James C. Pegues, P.E, M.ASCE1, Stacy S. Sprayberry, P.E. M. ASCE2, and Richard
M. Franke, P.E. M.ASCE3
1
Senior Engineer, Southern Company, Earth Science & Environmental Engineering
Department, 42 Inverness Center Parkway, Bin B426, Birmingham, AL 35242
PH (205)992-6002; FAX (205)992-0356email: jcpegues@southernco.com
2
Senior Engineer, Southern Company, Earth Science & Environmental Engineering
Department; PH (205)992-6006; email: sssprayb@southernco.com
3
Principal Engineer, Southern Company, Earth Science & Environmental
Engineering Department; PH (205)992-6224, email: rmfranke@southernco.com

Abstract:

Auger cast piles were employed to support major equipment additions under three
separate projects during 2005 and 2006 at one electric generation plant in south
Alabama. Due to the subsurface profile variations within the plant and differing
foundation loading, various lengths of auger cast piles were installed. Axial load
tests, lateral load tests and pile integrity testing were used on some of the projects.
Several problems during construction required modifications to installation methods,
including a change in foundation type mid-project on one of the additions.

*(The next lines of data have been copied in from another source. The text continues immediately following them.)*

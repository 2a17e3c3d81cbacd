//! Association records between donations, donors and products
//!
//! Each association is identified by a composite key made of the ids it
//! links. Keys compare structurally: two keys are equal iff every component
//! is equal. The store uses the key columns as the table's primary key, so
//! writing the same combination twice is a conflict.
//!
//! Capability traits ([`LinksDonor`], [`LinksProduct`], [`Quantified`])
//! restrict reverse lookups and sums to the association kinds that carry
//! the matching column.

use std::fmt;
use std::hash::Hash;

use rusqlite::types::Value;
use rusqlite::Row;
use serde::{Deserialize, Serialize};

use crate::core::error::{require_positive, ValidationError};
use crate::core::identity::{EntityId, EntityPrefix};
use crate::core::integrity::ReferenceSet;

/// Identity of an association record
pub trait CompositeKey: Copy + Eq + Hash + fmt::Display + fmt::Debug {
    /// Key columns, in the order [`CompositeKey::ids`] returns them
    const COLUMNS: &'static [&'static str];

    /// Component ids in column order
    fn ids(&self) -> Vec<EntityId>;

    /// The (kind, id) pairs that must exist for this key to be written
    fn references(&self) -> ReferenceSet;
}

/// A row linking two or three primary records
pub trait Association: Serialize + Clone + fmt::Debug + Sized {
    /// Human readable kind name used in messages
    const KIND: &'static str;

    /// Table holding records of this kind
    const TABLE: &'static str;

    /// Every stored column, key columns first
    const COLUMNS: &'static [&'static str];

    type Key: CompositeKey;

    fn key(&self) -> Self::Key;

    fn donation_id(&self) -> EntityId;

    /// Check payload fields before the record is written
    fn validate(&self) -> Result<(), ValidationError> {
        Ok(())
    }

    /// Column values in [`Association::COLUMNS`] order
    fn values(&self) -> Vec<Value>;

    fn from_row(row: &Row<'_>) -> rusqlite::Result<Self>;
}

/// Associations carrying a donor id
pub trait LinksDonor: Association {
    fn donor_id(&self) -> EntityId;
}

/// Associations carrying a product id
pub trait LinksProduct: Association {
    fn product_id(&self) -> EntityId;
}

/// Associations carrying a positive quantity
pub trait Quantified: Association {
    fn quantity(&self) -> i64;
}

fn id_value(id: EntityId) -> Value {
    Value::Text(id.to_string())
}

// ----------------------------------------------------------------------------
// Keys
// ----------------------------------------------------------------------------

/// Key of a [`DonationDonor`]
#[derive(Debug, Clone, Copy, PartialEq, Eq, Hash, Serialize, Deserialize)]
pub struct DonationDonorKey {
    pub donation_id: EntityId,
    pub donor_id: EntityId,
}

impl DonationDonorKey {
    pub fn new(donation_id: EntityId, donor_id: EntityId) -> Self {
        Self {
            donation_id,
            donor_id,
        }
    }
}

impl fmt::Display for DonationDonorKey {
    fn fmt(&self, f: &mut fmt::Formatter<'_>) -> fmt::Result {
        write!(f, "{}/{}", self.donation_id, self.donor_id)
    }
}

impl CompositeKey for DonationDonorKey {
    const COLUMNS: &'static [&'static str] = &["donation_id", "donor_id"];

    fn ids(&self) -> Vec<EntityId> {
        vec![self.donation_id, self.donor_id]
    }

    fn references(&self) -> ReferenceSet {
        ReferenceSet::new()
            .with(EntityPrefix::Don, self.donation_id)
            .with(EntityPrefix::Dnr, self.donor_id)
    }
}

/// Key of a [`DonationProduct`]
#[derive(Debug, Clone, Copy, PartialEq, Eq, Hash, Serialize, Deserialize)]
pub struct DonationProductKey {
    pub donation_id: EntityId,
    pub product_id: EntityId,
}

impl DonationProductKey {
    pub fn new(donation_id: EntityId, product_id: EntityId) -> Self {
        Self {
            donation_id,
            product_id,
        }
    }
}

impl fmt::Display for DonationProductKey {
    fn fmt(&self, f: &mut fmt::Formatter<'_>) -> fmt::Result {
        write!(f, "{}/{}", self.donation_id, self.product_id)
    }
}

impl CompositeKey for DonationProductKey {
    const COLUMNS: &'static [&'static str] = &["donation_id", "product_id"];

    fn ids(&self) -> Vec<EntityId> {
        vec![self.donation_id, self.product_id]
    }

    fn references(&self) -> ReferenceSet {
        ReferenceSet::new()
            .with(EntityPrefix::Don, self.donation_id)
            .with(EntityPrefix::Prd, self.product_id)
    }
}

/// Key of a [`DonationDonorProduct`]
#[derive(Debug, Clone, Copy, PartialEq, Eq, Hash, Serialize, Deserialize)]
pub struct DonationDonorProductKey {
    pub donation_id: EntityId,
    pub donor_id: EntityId,
    pub product_id: EntityId,
}

impl DonationDonorProductKey {
    pub fn new(donation_id: EntityId, donor_id: EntityId, product_id: EntityId) -> Self {
        Self {
            donation_id,
            donor_id,
            product_id,
        }
    }
}

impl fmt::Display for DonationDonorProductKey {
    fn fmt(&self, f: &mut fmt::Formatter<'_>) -> fmt::Result {
        write!(
            f,
            "{}/{}/{}",
            self.donation_id, self.donor_id, self.product_id
        )
    }
}

impl CompositeKey for DonationDonorProductKey {
    const COLUMNS: &'static [&'static str] = &["donation_id", "donor_id", "product_id"];

    fn ids(&self) -> Vec<EntityId> {
        vec![self.donation_id, self.donor_id, self.product_id]
    }

    fn references(&self) -> ReferenceSet {
        ReferenceSet::new()
            .with(EntityPrefix::Don, self.donation_id)
            .with(EntityPrefix::Dnr, self.donor_id)
            .with(EntityPrefix::Prd, self.product_id)
    }
}

// ----------------------------------------------------------------------------
// Records
// ----------------------------------------------------------------------------

/// "This donor contributed to this donation", without product detail
#[derive(Debug, Clone, PartialEq, Eq, Serialize, Deserialize)]
pub struct DonationDonor {
    pub donation_id: EntityId,
    pub donor_id: EntityId,
}

impl DonationDonor {
    pub fn new(donation_id: EntityId, donor_id: EntityId) -> Self {
        Self {
            donation_id,
            donor_id,
        }
    }
}

impl Association for DonationDonor {
    const KIND: &'static str = "donation donor";
    const TABLE: &'static str = "donation_donors";
    const COLUMNS: &'static [&'static str] = &["donation_id", "donor_id"];

    type Key = DonationDonorKey;

    fn key(&self) -> DonationDonorKey {
        DonationDonorKey::new(self.donation_id, self.donor_id)
    }

    fn donation_id(&self) -> EntityId {
        self.donation_id
    }

    fn values(&self) -> Vec<Value> {
        vec![id_value(self.donation_id), id_value(self.donor_id)]
    }

    fn from_row(row: &Row<'_>) -> rusqlite::Result<Self> {
        Ok(Self {
            donation_id: row.get("donation_id")?,
            donor_id: row.get("donor_id")?,
        })
    }
}

impl LinksDonor for DonationDonor {
    fn donor_id(&self) -> EntityId {
        self.donor_id
    }
}

/// Quantity of a product in a donation
#[derive(Debug, Clone, PartialEq, Eq, Serialize, Deserialize)]
pub struct DonationProduct {
    pub donation_id: EntityId,
    pub product_id: EntityId,
    pub quantity: i64,
}

impl DonationProduct {
    pub fn new(donation_id: EntityId, product_id: EntityId, quantity: i64) -> Self {
        Self {
            donation_id,
            product_id,
            quantity,
        }
    }
}

impl Association for DonationProduct {
    const KIND: &'static str = "donation product";
    const TABLE: &'static str = "donation_products";
    const COLUMNS: &'static [&'static str] = &["donation_id", "product_id", "quantity"];

    type Key = DonationProductKey;

    fn key(&self) -> DonationProductKey {
        DonationProductKey::new(self.donation_id, self.product_id)
    }

    fn donation_id(&self) -> EntityId {
        self.donation_id
    }

    fn validate(&self) -> Result<(), ValidationError> {
        require_positive(Self::KIND, self.quantity)
    }

    fn values(&self) -> Vec<Value> {
        vec![
            id_value(self.donation_id),
            id_value(self.product_id),
            Value::Integer(self.quantity),
        ]
    }

    fn from_row(row: &Row<'_>) -> rusqlite::Result<Self> {
        Ok(Self {
            donation_id: row.get("donation_id")?,
            product_id: row.get("product_id")?,
            quantity: row.get("quantity")?,
        })
    }
}

impl LinksProduct for DonationProduct {
    fn product_id(&self) -> EntityId {
        self.product_id
    }
}

impl Quantified for DonationProduct {
    fn quantity(&self) -> i64 {
        self.quantity
    }
}

/// Quantity of a product one donor contributed to a donation
///
/// Finer grained than [`DonationProduct`]. The two are recorded
/// independently and their quantities are never reconciled.
#[derive(Debug, Clone, PartialEq, Eq, Serialize, Deserialize)]
pub struct DonationDonorProduct {
    pub donation_id: EntityId,
    pub donor_id: EntityId,
    pub product_id: EntityId,
    pub quantity: i64,
}

impl DonationDonorProduct {
    pub fn new(
        donation_id: EntityId,
        donor_id: EntityId,
        product_id: EntityId,
        quantity: i64,
    ) -> Self {
        Self {
            donation_id,
            donor_id,
            product_id,
            quantity,
        }
    }
}

impl Association for DonationDonorProduct {
    const KIND: &'static str = "donation donor product";
    const TABLE: &'static str = "donation_donor_products";
    const COLUMNS: &'static [&'static str] =
        &["donation_id", "donor_id", "product_id", "quantity"];

    type Key = DonationDonorProductKey;

    fn key(&self) -> DonationDonorProductKey {
        DonationDonorProductKey::new(self.donation_id, self.donor_id, self.product_id)
    }

    fn donation_id(&self) -> EntityId {
        self.donation_id
    }

    fn validate(&self) -> Result<(), ValidationError> {
        require_positive(Self::KIND, self.quantity)
    }

    fn values(&self) -> Vec<Value> {
        vec![
            id_value(self.donation_id),
            id_value(self.donor_id),
            id_value(self.product_id),
            Value::Integer(self.quantity),
        ]
    }

    fn from_row(row: &Row<'_>) -> rusqlite::Result<Self> {
        Ok(Self {
            donation_id: row.get("donation_id")?,
            donor_id: row.get("donor_id")?,
            product_id: row.get("product_id")?,
            quantity: row.get("quantity")?,
        })
    }
}

impl LinksDonor for DonationDonorProduct {
    fn donor_id(&self) -> EntityId {
        self.donor_id
    }
}

impl LinksProduct for DonationDonorProduct {
    fn product_id(&self) -> EntityId {
        self.product_id
    }
}

impl Quantified for DonationDonorProduct {
    fn quantity(&self) -> i64 {
        self.quantity
    }
}

#[cfg(test)]
mod tests {
    use super::*;
    use std::collections::HashSet;

    #[test]
    fn test_keys_compare_structurally() {
        let don = EntityId::new(EntityPrefix::Don);
        let dnr = EntityId::new(EntityPrefix::Dnr);
        let prd = EntityId::new(EntityPrefix::Prd);

        let a = DonationDonorProductKey::new(don, dnr, prd);
        let b = DonationDonorProduct::new(don, dnr, prd, 7).key();
        assert_eq!(a, b);

        let other = DonationDonorProductKey::new(don, dnr, EntityId::new(EntityPrefix::Prd));
        assert_ne!(a, other);

        let set: HashSet<_> = [a, b, other].into_iter().collect();
        assert_eq!(set.len(), 2);
    }

    #[test]
    fn test_key_columns_line_up_with_ids() {
        let key = DonationProductKey::new(
            EntityId::new(EntityPrefix::Don),
            EntityId::new(EntityPrefix::Prd),
        );
        assert_eq!(DonationProductKey::COLUMNS.len(), key.ids().len());
        assert_eq!(
            &DonationProduct::COLUMNS[..DonationProductKey::COLUMNS.len()],
            DonationProductKey::COLUMNS
        );
    }

    #[test]
    fn test_key_display() {
        let don = EntityId::new(EntityPrefix::Don);
        let dnr = EntityId::new(EntityPrefix::Dnr);
        assert_eq!(
            DonationDonorKey::new(don, dnr).to_string(),
            format!("{don}/{dnr}")
        );
    }

    #[test]
    fn test_quantity_must_be_positive() {
        let don = EntityId::new(EntityPrefix::Don);
        let prd = EntityId::new(EntityPrefix::Prd);
        assert!(DonationProduct::new(don, prd, 3).validate().is_ok());
        assert_eq!(
            DonationProduct::new(don, prd, 0).validate(),
            Err(ValidationError::NonPositiveQuantity {
                kind: "donation product",
                quantity: 0
            })
        );
        let dnr = EntityId::new(EntityPrefix::Dnr);
        assert!(DonationDonorProduct::new(don, dnr, prd, -1)
            .validate()
            .is_err());
    }

    #[test]
    fn test_key_references_name_every_endpoint() {
        let key = DonationDonorProductKey::new(
            EntityId::new(EntityPrefix::Don),
            EntityId::new(EntityPrefix::Dnr),
            EntityId::new(EntityPrefix::Prd),
        );
        let kinds: Vec<_> = key.references().iter().map(|r| r.kind).collect();
        assert_eq!(
            kinds,
            vec![EntityPrefix::Don, EntityPrefix::Dnr, EntityPrefix::Prd]
        );
    }
}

Predicted
and measured capacities for both axial compression and lateral capacity are
compared, along with a discussion on the various problems encountered during
construction. The paper also stresses how historical information regarding existing
facilities plays an important role in the selection and performance of foundation
types.

INTRODUCTION

Alabama Power Companys James M. Barry electric generating plant is located


north of Mobile, Alabama. The plant encompasses seven generating units consisting
of five coal fired units and two, natural gas-fired combined cycle units. Several deep
foundation systems have historically been used at the plant. For the most recent
projects, auger cast piles were recommended to accommodate the compressive, uplift
and lateral loads expected under the new equipment and structures.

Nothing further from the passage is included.